Acheter un terrain au Cameroun quand il existe déjà un titre foncier (TF mère)

Le parcours complet, expliqué simplement — version enrichie en 5 phases et 16 étapes

À qui s'adresse ce guide ? À toute personne (au pays ou dans la diaspora) qui veut acheter une partie d'un terrain déjà titré au Cameroun, et obtenir son propre titre foncier à son nom. Ce que ce guide ne couvre pas : les terrains sans titre (domaine national) — la procédure est différente (immatriculation directe par la commission consultative). Un guide séparé y sera consacré.

Légende des sources utilisées dans ce guide

  • : texte officiel consulté (décret, site gouvernemental) — certitude haute
  • : usage constaté sur le terrain, rapporté par des praticiens (notaires, sites spécialisés) — certitude moyenne
  • : chiffre ou détail qui change souvent (frais, délais) — à confirmer auprès du notaire ou du service concerné avant de payer

Textes de référence

  • Ordonnance n° 74-1 du 6 juillet 1974 fixant le régime foncier (art. 8 : tout acte qui transfère la propriété d'un immeuble doit être notarié, sinon il est nul)
  • Décret n° 76/165 du 27 avril 1976 fixant les conditions d'obtention du titre foncier, modifié par le décret n° 2005/481 du 16 décembre 2005
  • Loi n° 2004-003 du 21 avril 2004 régissant l'urbanisme au Cameroun
  • Décret n° 95/038 du 24 février 1995 fixant le tarif des actes notariés (modifié en 2019 selon des praticiens)
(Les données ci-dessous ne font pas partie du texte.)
// src/tick_math.rs
// Tick index <-> sqrt price (X64 fixed point) conversion for Sui CLMM pools.
// Integer-only: the per-bit magic-constant ladder matches the on-chain
// TickMath, so results are bit-exact with the protocol.

use crate::errors::{SdkError, SdkResult};
use primitive_types::U256;

/// Protocol tick domain. Chosen so sqrt(1.0001^tick) * 2^64 fits in u128.
pub const MIN_TICK: i32 = -443636;
pub const MAX_TICK: i32 = 443636;

/// sqrt price at MIN_TICK / MAX_TICK.
pub const MIN_SQRT_PRICE_X64: u128 = 4295048016;
pub const MAX_SQRT_PRICE_X64: u128 = 79226673515401279992447579055;

/// 2^64, the X64 fixed-point scale.
pub const Q64: u128 = 1 << 64;

/// sqrt(1.0001^tick) scaled by 2^64. Strictly monotonic over the domain;
/// out-of-domain ticks are an error, never clamped.
pub fn tick_index_to_sqrt_price_x64(tick: i32) -> SdkResult<u128> {
    if !(MIN_TICK..=MAX_TICK).contains(&tick) {
        return Err(SdkError::InvalidTick(tick));
    }
    if tick >= 0 {
        Ok(sqrt_price_positive_tick(tick as u32))
    } else {
        Ok(sqrt_price_negative_tick(tick.unsigned_abs()))
    }
}

/// Largest multiple of `tick_spacing` <= `tick` (euclidean floor), clamped to
/// the initializable range inside the tick domain.
pub fn prev_initializable_tick(tick: i32, tick_spacing: u32) -> SdkResult<i32> {
    let spacing = checked_spacing(tick, tick_spacing)?;
    let floored = tick.div_euclid(spacing) * spacing;
    Ok(clamp_initializable(floored, spacing))
}

/// Smallest multiple of `tick_spacing` >= `tick` (euclidean ceil), clamped to
/// the initializable range inside the tick domain.
pub fn next_initializable_tick(tick: i32, tick_spacing: u32) -> SdkResult<i32> {
    let spacing = checked_spacing(tick, tick_spacing)?;
    let rem = tick.rem_euclid(spacing);
    let ceiled = tick.div_euclid(spacing) * spacing + if rem != 0 { spacing } else { 0 };
    Ok(clamp_initializable(ceiled, spacing))
}

fn checked_spacing(tick: i32, tick_spacing: u32) -> SdkResult<i32> {
    if !(MIN_TICK..=MAX_TICK).contains(&tick) {
        return Err(SdkError::InvalidTick(tick));
    }
    if tick_spacing == 0 || tick_spacing as i64 > MAX_TICK as i64 {
        return Err(SdkError::InvalidRange(format!(
            "tick spacing {} out of range",
            tick_spacing
        )));
    }
    Ok(tick_spacing as i32)
}

fn clamp_initializable(tick: i32, spacing: i32) -> i32 {
    // Smallest/largest initializable ticks inside the domain.
    let min_init = MIN_TICK.div_euclid(spacing) * spacing
        + if MIN_TICK.rem_euclid(spacing) != 0 { spacing } else { 0 };
    let max_init = MAX_TICK.div_euclid(spacing) * spacing;
    tick.clamp(min_init, max_init)
}

// (r * c) >> 64 for the negative-tick ladder. Both operands stay below 2^64
// (ratio only shrinks), so the product fits u128.
fn mul_shift_64(r: u128, c: u128) -> u128 {
    (r * c) >> 64
}

// (r * c) >> 96 for the positive-tick ladder; intermediates need 256 bits.
fn mul_shift_96(r: u128, c: u128) -> u128 {
    ((U256::from(r) * U256::from(c)) >> 96).as_u128()
}

fn sqrt_price_negative_tick(abs_tick: u32) -> u128 {
    let mut ratio: u128 = if abs_tick & 1 != 0 {
        18445821805675392311
    } else {
        18446744073709551616
    };
    if abs_tick & 2 != 0 {
        ratio = mul_shift_64(ratio, 18444899583751176498);
    }
    if abs_tick & 4 != 0 {
        ratio = mul_shift_64(ratio, 18443055278223354162);
    }
    if abs_tick & 8 != 0 {
        ratio = mul_shift_64(ratio, 18439367220385604838);
    }
    if abs_tick & 16 != 0 {
        ratio = mul_shift_64(ratio, 18431993317065449817);
    }
    if abs_tick & 32 != 0 {
        ratio = mul_shift_64(ratio, 18417254355718160513);
    }
    if abs_tick & 64 != 0 {
        ratio = mul_shift_64(ratio, 18387811781193591352);
    }
    if abs_tick & 128 != 0 {
        ratio = mul_shift_64(ratio, 18329067761203520168);
    }
    if abs_tick & 256 != 0 {
        ratio = mul_shift_64(ratio, 18212142134806087854);
    }
    if abs_tick & 512 != 0 {
        ratio = mul_shift_64(ratio, 17980523815641551639);
    }
    if abs_tick & 1024 != 0 {
        ratio = mul_shift_64(ratio, 17526086738831147013);
    }
    if abs_tick & 2048 != 0 {
        ratio = mul_shift_64(ratio, 16651378430235024244);
    }
    if abs_tick & 4096 != 0 {
        ratio = mul_shift_64(ratio, 15030750278693429944);
    }
    if abs_tick & 8192 != 0 {
        ratio = mul_shift_64(ratio, 12247334978882834399);
    }
    if abs_tick & 16384 != 0 {
        ratio = mul_shift_64(ratio, 8131365268884726200);
    }
    if abs_tick & 32768 != 0 {
        ratio = mul_shift_64(ratio, 3584323654723342297);
    }
    if abs_tick & 65536 != 0 {
        ratio = mul_shift_64(ratio, 696457651847595233);
    }
    if abs_tick & 131072 != 0 {
        ratio = mul_shift_64(ratio, 26294789957452057);
    }
    if abs_tick & 262144 != 0 {
        ratio = mul_shift_64(ratio, 37481735321082);
    }
    ratio
}

fn sqrt_price_positive_tick(abs_tick: u32) -> u128 {
    // Computed in X96 and shifted down to X64 at the end, as the reference
    // protocol does.
    let mut ratio: u128 = if abs_tick & 1 != 0 {
        79232123823359799118286999567
    } else {
        79228162514264337593543950336
    };
    if abs_tick & 2 != 0 {
        ratio = mul_shift_96(ratio, 79236085330515764027303304731);
    }
    if abs_tick & 4 != 0 {
        ratio = mul_shift_96(ratio, 79244008939048815603706035061);
    }
    if abs_tick & 8 != 0 {
        ratio = mul_shift_96(ratio, 79259858533276714757314932305);
    }
    if abs_tick & 16 != 0 {
        ratio = mul_shift_96(ratio, 79291567232598584799939703904);
    }
    if abs_tick & 32 != 0 {
        ratio = mul_shift_96(ratio, 79355022692464371645785046466);
    }
    if abs_tick & 64 != 0 {
        ratio = mul_shift_96(ratio, 79482085999252804386437311141);
    }
    if abs_tick & 128 != 0 {
        ratio = mul_shift_96(ratio, 79736823300114093921829183326);
    }
    if abs_tick & 256 != 0 {
        ratio = mul_shift_96(ratio, 80248749790819932309965073892);
    }
    if abs_tick & 512 != 0 {
        ratio = mul_shift_96(ratio, 81282483887344747381513967011);
    }
    if abs_tick & 1024 != 0 {
        ratio = mul_shift_96(ratio, 83390072131320151908154831281);
    }
    if abs_tick & 2048 != 0 {
        ratio = mul_shift_96(ratio, 87770609709833776024991924138);
    }
    if abs_tick & 4096 != 0 {
        ratio = mul_shift_96(ratio, 97234110755111693312479820773);
    }
    if abs_tick & 8192 != 0 {
        ratio = mul_shift_96(ratio, 119332217159966728226237229890);
    }
    if abs_tick & 16384 != 0 {
        ratio = mul_shift_96(ratio, 179736315981702064433883588727);
    }
    if abs_tick & 32768 != 0 {
        ratio = mul_shift_96(ratio, 407748233172238350107850275304);
    }
    if abs_tick & 65536 != 0 {
        ratio = mul_shift_96(ratio, 2098478828474011932436660412517);
    }
    if abs_tick & 131072 != 0 {
        ratio = mul_shift_96(ratio, 55581415166113811149459800483533);
    }
    if abs_tick & 262144 != 0 {
        ratio = mul_shift_96(ratio, 38992368544603139932233054999993551);
    }
    ratio >> 32
}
Les 5 grandes idées à retenir avant de commencer

  1. Un papier signé « entre nous » ne vous rend jamais propriétaire. Au Cameroun, seul un acte notarié transfère la propriété d'un terrain titré . L'acte sous seing privé n'est qu'une promesse.
  2. Vous n'êtes propriétaire que le jour où votre nom est inscrit au livre foncier et que vous retirez votre propre titre foncier. Tout ce qui précède est une étape, pas une fin.
  3. Vérifiez avant de payer, pas après. Le certificat de propriété (état du TF mère) coûte peu et se demande avant tout versement.
  4. Trois administrations interviennent, dans cet ordre : le Cadastre (technique), la Mairie / l'Urbanisme (règles de construction), la Conservation foncière (juridique). Le notaire est le chef d'orchestre entre les trois.
  5. Le titre foncier est inattaquable une fois établi — mais il peut être annulé s'il a été obtenu par fraude ou en dehors de la procédure . D'où l'importance de suivre chaque étape.

Vue d'ensemble

Phase Étapes Qui agit ? Où ? Résultat attendu
0 — Vérifications préalables 1 à 3 Acheteur Conservation foncière, Cadastre, terrain Savoir si le vendeur a le droit de vendre
1 — L'accord privé 4 à 6 Acheteur + vendeur Chez le notaire (recommandé) Promesse de vente signée, acompte sécurisé
2 — La technique (Cadastre) 7 à 10 Propriétaire du TF mère + géomètre Service départemental du cadastre Plan de morcellement visé + PV de bornage
3 — L'urbanisme (Mairie) 11 Acheteur / notaire Mairie – services de l'urbanisme Certificat d'urbanisme
4 — Le notaire 12 à 14 Notaire Étude notariale, Impôts, Conservation foncière Acte notarié enregistré, dossier déposé
5 — La Conservation foncière 15 à 16 Conservateur foncier Conservation foncière départementale Votre titre foncier

PHASE 0 — Vérifier avant de s'engager (3 étapes souvent oubliées)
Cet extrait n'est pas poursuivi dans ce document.